How many seats does AILET have vs CLAT? ▾
AILET 2026 has approximately 120 seats for BA LLB (Hons.) at NLU Delhi. CLAT 2027 provides access to 3,000+ UG seats across 24 participating National Law Universities. This means CLAT has roughly 25× more seats than AILET. The massive seat difference is why AILET's effective cutoff requirement is so much higher, even though the question difficulty may not be dramatically different.
Which is better | NLU Delhi (AILET) or NLSIU Bangalore (CLAT)? ▾
Both are among India's finest law schools with equivalent placement outcomes. NLSIU Bangalore ranks #1 in NIRF Law consistently and is India's oldest NLU | it carries unparalleled prestige and alumni network depth. NLU Delhi ranks #2–3 and has the unique advantage of being in the national capital | steps from the Supreme Court, Parliament, and central government legal departments. Placements are broadly equivalent (₹15–22 LPA at Tier-1 firms). Choose based on location preference, campus culture, and which exam you can crack at the required rank.
What is the application fee for AILET and CLAT? ▾
AILET 2026: ₹3,500 for General/OBC candidates; ₹1,500 for SC/ST/PwD candidates. CLAT 2027: ₹4,000 for General/OBC candidates; ₹3,500 for SC/ST/PwD candidates. Note that AILET's fee for reserved category candidates (₹1,500) is notably lower than CLAT's (₹3,500). If you are appearing for both (recommended), the total fee outlay is ₹7,500 for General category | a reasonable investment for access to 25 NLU admission chances.

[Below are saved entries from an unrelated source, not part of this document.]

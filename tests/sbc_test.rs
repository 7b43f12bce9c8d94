//! SBC (Subtract with Carry) semantics, binary and decimal.

use mos6502::{FlatMemory, MemoryBus, CPU};

fn setup_cpu() -> CPU<FlatMemory> {
    let mut cpu = CPU::new(FlatMemory::new());
    cpu.reset(0x0300);
    cpu
}

#[test]
fn test_sbc_immediate_basic() {
    let mut cpu = setup_cpu();

    // SBC #$10 with carry set (no borrow pending)
    cpu.memory_mut().write(0x0300, 0xE9);
    cpu.memory_mut().write(0x0301, 0x10);
    cpu.set_a(0x50);
    cpu.set_flag_c(true);

    cpu.step().unwrap();

    assert_eq!(cpu.a(), 0x40);
    assert!(cpu.flag_c());
    assert!(!cpu.flag_z());
    assert!(!cpu.flag_n());
    assert!(!cpu.flag_v());
}

#[test]
fn test_sbc_borrow_in_subtracts_one() {
    let mut cpu = setup_cpu();

    cpu.memory_mut().write(0x0300, 0xE9);
    cpu.memory_mut().write(0x0301, 0x10);
    cpu.set_a(0x50);
    cpu.set_flag_c(false);

    cpu.step().unwrap();

    assert_eq!(cpu.a(), 0x3F);
    assert!(cpu.flag_c());
}

#[test]
fn test_sbc_signed_overflow() {
    let mut cpu = setup_cpu();

    // A = 0x50 minus 0xB0: positive minus negative overflows to negative
    cpu.memory_mut().write(0x0300, 0xE9);
    cpu.memory_mut().write(0x0301, 0xB0);
    cpu.set_a(0x50);
    cpu.set_flag_c(true);

    cpu.step().unwrap();

    assert_eq!(cpu.a(), 0xA0);
    assert!(cpu.flag_v());
    assert!(!cpu.flag_c());
    assert!(cpu.flag_n());
    assert!(!cpu.flag_z());
}

#[test]
fn test_sbc_zero_result() {
    let mut cpu = setup_cpu();

    cpu.memory_mut().write(0x0300, 0xE9);
    cpu.memory_mut().write(0x0301, 0x42);
    cpu.set_a(0x42);
    cpu.set_flag_c(true);

    cpu.step().unwrap();

    assert_eq!(cpu.a(), 0x00);
    assert!(cpu.flag_z());
    assert!(cpu.flag_c());
    assert!(!cpu.flag_n());
}

#[test]
fn test_sbc_borrow_clears_carry() {
    let mut cpu = setup_cpu();

    // 0x10 - 0x20 borrows
    cpu.memory_mut().write(0x0300, 0xE9);
    cpu.memory_mut().write(0x0301, 0x20);
    cpu.set_a(0x10);
    cpu.set_flag_c(true);

    cpu.step().unwrap();

    assert_eq!(cpu.a(), 0xF0);
    assert!(!cpu.flag_c());
    assert!(cpu.flag_n());
}

#[test]
fn test_sbc_bcd_basic() {
    let mut cpu = setup_cpu();

    // 10 - 01 = 09 in BCD
    cpu.memory_mut().write(0x0300, 0xE9);
    cpu.memory_mut().write(0x0301, 0x01);
    cpu.set_a(0x10);
    cpu.set_flag_d(true);
    cpu.set_flag_c(true);

    cpu.step().unwrap();

    assert_eq!(cpu.a(), 0x09);
    assert!(cpu.flag_c());
}

#[test]
fn test_sbc_bcd_borrow_wraps() {
    let mut cpu = setup_cpu();

    // 00 - 01 = 99 borrow in BCD
    cpu.memory_mut().write(0x0300, 0xE9);
    cpu.memory_mut().write(0x0301, 0x01);
    cpu.set_a(0x00);
    cpu.set_flag_d(true);
    cpu.set_flag_c(true);

    cpu.step().unwrap();

    assert_eq!(cpu.a(), 0x99);
    assert!(!cpu.flag_c());
}

#[test]
fn test_sbc_zero_page() {
    let mut cpu = setup_cpu();

    cpu.memory_mut().write(0x0300, 0xE5);
    cpu.memory_mut().write(0x0301, 0x10);
    cpu.memory_mut().write(0x0010, 0x05);
    cpu.set_a(0x0A);
    cpu.set_flag_c(true);

    cpu.step().unwrap();

    assert_eq!(cpu.a(), 0x05);
    assert_eq!(cpu.cycles(), 3);
}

Is the Logical Reasoning section in AILET different from CLAT? ▾
Yes | significantly. AILET's Logical Reasoning (70 questions, 47% of the paper) tests traditional puzzle-based reasoning: syllogisms, blood relations, direction sense, coding-decoding, number series, analogies, and analytical reasoning. It requires speed and pattern recognition. CLAT's Logical Reasoning (~28 questions, 23% of the paper) is passage-based | reading an argument passage and identifying flaws, strengthening/weakening arguments, or drawing logical inferences. CLAT's LR is more analytical and reading-intensive; AILET's LR is more volume-intensive and pattern-based.

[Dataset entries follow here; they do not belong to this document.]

//! # Shift and Rotate Instructions
//!
//! ASL, LSR, ROL, ROR in both the read-modify-write memory form and the
//! accumulator form. Each pair shares the bit-twiddling through a value
//! helper so the two forms cannot drift apart.

use crate::cpu::CPU;
use crate::memory::MemoryBus;
use crate::status::Status;

fn asl_value<M: MemoryBus>(cpu: &mut CPU<M>, value: u8) -> u8 {
    cpu.p.set(Status::C, value & 0x80 != 0);
    let result = value << 1;
    cpu.p.set_nz(result);
    result
}

fn lsr_value<M: MemoryBus>(cpu: &mut CPU<M>, value: u8) -> u8 {
    cpu.p.set(Status::C, value & 0x01 != 0);
    let result = value >> 1;
    cpu.p.set_nz(result);
    result
}

fn rol_value<M: MemoryBus>(cpu: &mut CPU<M>, value: u8) -> u8 {
    let mut tmp = u16::from(value) << 1;
    if cpu.p.contains(Status::C) {
        tmp |= 0x01;
    }
    cpu.p.set(Status::C, tmp > 0xFF);
    let result = (tmp & 0xFF) as u8;
    cpu.p.set_nz(result);
    result
}

fn ror_value<M: MemoryBus>(cpu: &mut CPU<M>, value: u8) -> u8 {
    let mut tmp = u16::from(value);
    if cpu.p.contains(Status::C) {
        tmp |= 0x100;
    }
    cpu.p.set(Status::C, tmp & 0x01 != 0);
    let result = ((tmp >> 1) & 0xFF) as u8;
    cpu.p.set_nz(result);
    result
}

/// ASL on memory: C takes bit 7, operand shifts left.
pub(crate) fn execute_asl<M: MemoryBus>(cpu: &mut CPU<M>, src: u16) {
    let m = cpu.memory.read(src);
    let result = asl_value(cpu, m);
    cpu.memory.write(src, result);
}

/// ASL on the accumulator.
pub(crate) fn execute_asl_acc<M: MemoryBus>(cpu: &mut CPU<M>) {
    let value = cpu.a;
    cpu.a = asl_value(cpu, value);
}

/// LSR on memory: C takes bit 0, logical shift right clears N.
pub(crate) fn execute_lsr<M: MemoryBus>(cpu: &mut CPU<M>, src: u16) {
    let m = cpu.memory.read(src);
    let result = lsr_value(cpu, m);
    cpu.memory.write(src, result);
}

/// LSR on the accumulator.
pub(crate) fn execute_lsr_acc<M: MemoryBus>(cpu: &mut CPU<M>) {
    let value = cpu.a;
    cpu.a = lsr_value(cpu, value);
}

/// ROL on memory: rotate left through carry.
pub(crate) fn execute_rol<M: MemoryBus>(cpu: &mut CPU<M>, src: u16) {
    let m = cpu.memory.read(src);
    let result = rol_value(cpu, m);
    cpu.memory.write(src, result);
}

/// ROL on the accumulator.
pub(crate) fn execute_rol_acc<M: MemoryBus>(cpu: &mut CPU<M>) {
    let value = cpu.a;
    cpu.a = rol_value(cpu, value);
}

/// ROR on memory: rotate right through carry.
pub(crate) fn execute_ror<M: MemoryBus>(cpu: &mut CPU<M>, src: u16) {
    let m = cpu.memory.read(src);
    let result = ror_value(cpu, m);
    cpu.memory.write(src, result);
}

/// ROR on the accumulator.
pub(crate) fn execute_ror_acc<M: MemoryBus>(cpu: &mut CPU<M>) {
    let value = cpu.a;
    cpu.a = ror_value(cpu, value);
}
//! Run-loop behavior: budget accounting in both modes, illegal-opcode
//! halting, and the end-to-end program scenarios.

use mos6502::{CycleMethod, ExecutionError, FlatMemory, MemoryBus, CPU};

fn setup_cpu() -> CPU<FlatMemory> {
    let mut cpu = CPU::new(FlatMemory::new());
    cpu.reset(0x0300);
    cpu
}

#[test]
fn test_nop_loop_consumes_exact_budget() {
    let mut cpu = setup_cpu();
    for addr in 0x0300..0x030F {
        cpu.memory_mut().write(addr, 0xEA);
    }

    let mut cycles = 0u64;
    cpu.run(30, &mut cycles, CycleMethod::CycleCount);

    // Fifteen NOPs at two cycles each
    assert_eq!(cpu.pc(), 0x030F);
    assert_eq!(cycles, 30);
    assert!(!cpu.illegal_opcode());
}

#[test]
fn test_addition_chain() {
    let mut cpu = setup_cpu();
    // LDA #$05; ADC #$03; BRK
    cpu.memory_mut().write(0x0300, 0xA9);
    cpu.memory_mut().write(0x0301, 0x05);
    cpu.memory_mut().write(0x0302, 0x69);
    cpu.memory_mut().write(0x0303, 0x03);
    cpu.memory_mut().write(0x0304, 0x00);

    let mut cycles = 0u64;
    cpu.run(4, &mut cycles, CycleMethod::CycleCount);

    assert_eq!(cpu.a(), 0x08);
    assert!(!cpu.flag_c());
    assert!(!cpu.flag_v());
    assert!(!cpu.flag_z());
    assert!(!cpu.flag_n());
    assert_eq!(cycles, 4);
}

#[test]
fn test_run_halts_on_illegal_opcode() {
    let mut cpu = setup_cpu();
    cpu.memory_mut().write(0x0300, 0xA9); // LDA #$01
    cpu.memory_mut().write(0x0301, 0x01);
    cpu.memory_mut().write(0x0302, 0xFF); // illegal
    cpu.memory_mut().write(0x0303, 0xA9); // never reached
    cpu.memory_mut().write(0x0304, 0x02);

    let mut cycles = 0u64;
    cpu.run(1000, &mut cycles, CycleMethod::CycleCount);

    assert!(cpu.illegal_opcode());
    assert_eq!(cpu.a(), 0x01);
    assert_eq!(cycles, 2);
    assert_eq!(cpu.pc(), 0x0303);
}

#[test]
fn test_run_after_halt_is_a_no_op() {
    let mut cpu = setup_cpu();
    cpu.memory_mut().write(0x0300, 0x02);

    let mut cycles = 0u64;
    cpu.run(10, &mut cycles, CycleMethod::CycleCount);
    assert!(cpu.illegal_opcode());
    let pc = cpu.pc();

    cpu.run(10, &mut cycles, CycleMethod::CycleCount);
    assert_eq!(cpu.pc(), pc);
    assert_eq!(cycles, 0);
}

#[test]
fn test_step_reports_illegal_opcode() {
    let mut cpu = setup_cpu();
    cpu.memory_mut().write(0x0300, 0x02);

    assert_eq!(cpu.step(), Err(ExecutionError::IllegalOpcode(0x02)));
    assert!(cpu.illegal_opcode());
}

#[test]
fn test_instruction_count_mode_charges_per_instruction() {
    let mut cpu = setup_cpu();
    // JSR $0310 (6 cycles) then NOPs
    cpu.memory_mut().write(0x0300, 0x20);
    cpu.memory_mut().write(0x0301, 0x10);
    cpu.memory_mut().write(0x0302, 0x03);
    for addr in 0x0310..0x0320 {
        cpu.memory_mut().write(addr, 0xEA);
    }

    let mut cycles = 0u64;
    cpu.run(3, &mut cycles, CycleMethod::InstructionCount);

    // JSR + two NOPs regardless of their cycle weights
    assert_eq!(cpu.pc(), 0x0312);
    assert_eq!(cycles, 10);
}

#[test]
fn test_budget_may_overshoot_by_final_instruction() {
    let mut cpu = setup_cpu();
    // Two JSRs of 6 cycles each against a budget of 7
    cpu.memory_mut().write(0x0300, 0x20);
    cpu.memory_mut().write(0x0301, 0x10);
    cpu.memory_mut().write(0x0302, 0x03);
    cpu.memory_mut().write(0x0310, 0x20);
    cpu.memory_mut().write(0x0311, 0x20);
    cpu.memory_mut().write(0x0312, 0x03);

    let mut cycles = 0u64;
    cpu.run(7, &mut cycles, CycleMethod::CycleCount);

    assert_eq!(cycles, 12);
    assert_eq!(cpu.pc(), 0x0320);
}

#[test]
fn test_cumulative_counter_accumulates_across_runs() {
    let mut cpu = setup_cpu();
    for addr in 0x0300..0x0310 {
        cpu.memory_mut().write(addr, 0xEA);
    }

    let mut cycles = 0u64;
    cpu.run(4, &mut cycles, CycleMethod::CycleCount);
    cpu.run(4, &mut cycles, CycleMethod::CycleCount);

    assert_eq!(cycles, 8);
    assert_eq!(cpu.cycles(), 8);
}

#[test]
fn test_countdown_program() {
    let mut cpu = setup_cpu();
    // LDX #$03; DEX; BNE -3; RTS
    cpu.memory_mut().write(0x0300, 0xA2);
    cpu.memory_mut().write(0x0301, 0x03);
    cpu.memory_mut().write(0x0302, 0xCA);
    cpu.memory_mut().write(0x0303, 0xD0);
    cpu.memory_mut().write(0x0304, 0xFD);
    cpu.memory_mut().write(0x0305, 0x60);

    // LDX, three DEX/BNE pairs, RTS
    let mut cycles = 0u64;
    cpu.run(8, &mut cycles, CycleMethod::InstructionCount);

    assert_eq!(cpu.x(), 0x00);
    assert!(cpu.flag_z());
    // Top-level RTS popped past the reset stack top
    assert_eq!(cpu.sp(), 0xFF);
}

Disclaimer: Exam pattern, syllabus, cutoff, and seat data are based on official AILET and CLAT notifications, merit lists, and expert analysis for 2025–2026. Figures may change annually. Always verify the latest information from the official NLU Delhi website (nationallawuniversitydelhi.in) for AILET and the Consortium of NLUs website (consortiumofnlus.ac.in) for CLAT. Last reviewed: May 2026.